RECORDS SUPPLIED:
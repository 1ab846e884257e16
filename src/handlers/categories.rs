use axum::{
    Json,
    extract::{Path, State},
    http::StatusCode,
};

use super::parse_id;
use crate::{
    AppState,
    error::AppResult,
    models::{Category, CategoryDetail, CategoryRequest, CreatedId},
};

#[utoipa::path(
    get,
    path = "/api/categories",
    tag = "categories",
    responses((status = 200, description = "All categories", body = [Category]))
)]
pub async fn list_categories(State(state): State<AppState>) -> AppResult<Json<Vec<Category>>> {
    Ok(Json(state.blog.list_categories().await?))
}

/// get_category
///
/// [Public Route] The category and its live posts, ordered by position.
#[utoipa::path(
    get,
    path = "/api/categories/{id}",
    tag = "categories",
    params(("id" = i32, Path, description = "Category ID")),
    responses(
        (status = 200, description = "Found", body = CategoryDetail),
        (status = 400, description = "Malformed id"),
        (status = 404, description = "Category not found")
    )
)]
pub async fn get_category(
    State(state): State<AppState>,
    Path(id): Path<String>,
) -> AppResult<Json<CategoryDetail>> {
    let id = parse_id(&id)?;
    Ok(Json(state.blog.category_detail(id).await?))
}

/// create_category
///
/// [Admin Route] Names are unique; a duplicate answers 409.
#[utoipa::path(
    post,
    path = "/api/categories",
    tag = "categories",
    security(("bearer_auth" = [])),
    request_body = CategoryRequest,
    responses(
        (status = 201, description = "Created", body = CreatedId),
        (status = 409, description = "Name already registered")
    )
)]
pub async fn create_category(
    State(state): State<AppState>,
    Json(payload): Json<CategoryRequest>,
) -> AppResult<(StatusCode, Json<CreatedId>)> {
    let category = state.blog.create_category(&payload).await?;
    Ok((StatusCode::CREATED, Json(CreatedId { id: category.id })))
}

#[utoipa::path(
    put,
    path = "/api/categories/{id}",
    tag = "categories",
    security(("bearer_auth" = [])),
    params(("id" = i32, Path, description = "Category ID")),
    request_body = CategoryRequest,
    responses(
        (status = 200, description = "Updated", body = Category),
        (status = 404, description = "Category not found"),
        (status = 409, description = "Name owned by another category")
    )
)]
pub async fn update_category(
    State(state): State<AppState>,
    Path(id): Path<String>,
    Json(payload): Json<CategoryRequest>,
) -> AppResult<Json<Category>> {
    let id = parse_id(&id)?;
    Ok(Json(state.blog.update_category(id, &payload).await?))
}

#[utoipa::path(
    delete,
    path = "/api/categories/{id}",
    tag = "categories",
    security(("bearer_auth" = [])),
    params(("id" = i32, Path, description = "Category ID")),
    responses(
        (status = 204, description = "Deleted"),
        (status = 404, description = "Category not found")
    )
)]
pub async fn delete_category(
    State(state): State<AppState>,
    Path(id): Path<String>,
) -> AppResult<StatusCode> {
    let id = parse_id(&id)?;
    state.blog.delete_category(id).await?;
    Ok(StatusCode::NO_CONTENT)
}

TASK TO CARRY OUT: Print, exactly as written, each record in the listing above.

WRITTEN REPLY:
repository 1ab846e884257e16
filename src/handlers/categories.rs
use axum::{
    Json,
    extract::{Path, State},
    http::StatusCode,
};

use super::parse_id;
use crate::{
    AppState,
    error::AppResult,
    models::{Category, CategoryDetail, CategoryRequest, CreatedId},
};

#[utoipa::path(
    get,
    path = "/api/categories",
    tag = "categories",
    responses((status = 200, description = "All categories", body = [Category]))
)]
pub async fn list_categories(State(state): State<AppState>) -> AppResult<Json<Vec<Category>>> {
    Ok(Json(state.blog.list_categories().await?))
}

/// get_category
///
/// [Public Route] The category and its live posts, ordered by position.
#[utoipa::path(
    get,
    path = "/api/categories/{id}",
    tag = "categories",
    params(("id" = i32, Path, description = "Category ID")),
    responses(
        (status = 200, description = "Found", body = CategoryDetail),
        (status = 400, description = "Malformed id"),
        (status = 404, description = "Category not found")
    )
)]
pub async fn get_category(
    State(state): State<AppState>,
    Path(id): Path<String>,
) -> AppResult<Json<CategoryDetail>> {
    let id = parse_id(&id)?;
    Ok(Json(state.blog.category_detail(id).await?))
}

/// create_category
///
/// [Admin Route] Names are unique; a duplicate answers 409.
#[utoipa::path(
    post,
    path = "/api/categories",
    tag = "categories",
    security(("bearer_auth" = [])),
    request_body = CategoryRequest,
    responses(
        (status = 201, description = "Created", body = CreatedId),
        (status = 409, description = "Name already registered")
    )
)]
pub async fn create_category(
    State(state): State<AppState>,
    Json(payload): Json<CategoryRequest>,
) -> AppResult<(StatusCode, Json<CreatedId>)> {
    let category = state.blog.create_category(&payload).await?;
    Ok((StatusCode::CREATED, Json(CreatedId { id: category.id })))
}

#[utoipa::path(
    put,
    path = "/api/categories/{id}",
    tag = "categories",
    security(("bearer_auth" = [])),
    params(("id" = i32, Path, description = "Category ID")),
    request_body = CategoryRequest,
    responses(
        (status = 200, description = "Updated", body = Category),
        (status = 404, description = "Category not found"),
        (status = 409, description = "Name owned by another category")
    )
)]
pub async fn update_category(
    State(state): State<AppState>,
    Path(id): Path<String>,
    Json(payload): Json<CategoryRequest>,
) -> AppResult<Json<Category>> {
    let id = parse_id(&id)?;
    Ok(Json(state.blog.update_category(id, &payload).await?))
}

#[utoipa::path(
    delete,
    path = "/api/categories/{id}",
    tag = "categories",
    security(("bearer_auth" = [])),
    params(("id" = i32, Path, description = "Category ID")),
    responses(
        (status = 204, description = "Deleted"),
        (status = 404, description = "Category not found")
    )
)]
pub async fn delete_category(
    State(state): State<AppState>,
    Path(id): Path<String>,
) -> AppResult<StatusCode> {
    let id = parse_id(&id)?;
    state.blog.delete_category(id).await?;
    Ok(StatusCode::NO_CONTENT)
}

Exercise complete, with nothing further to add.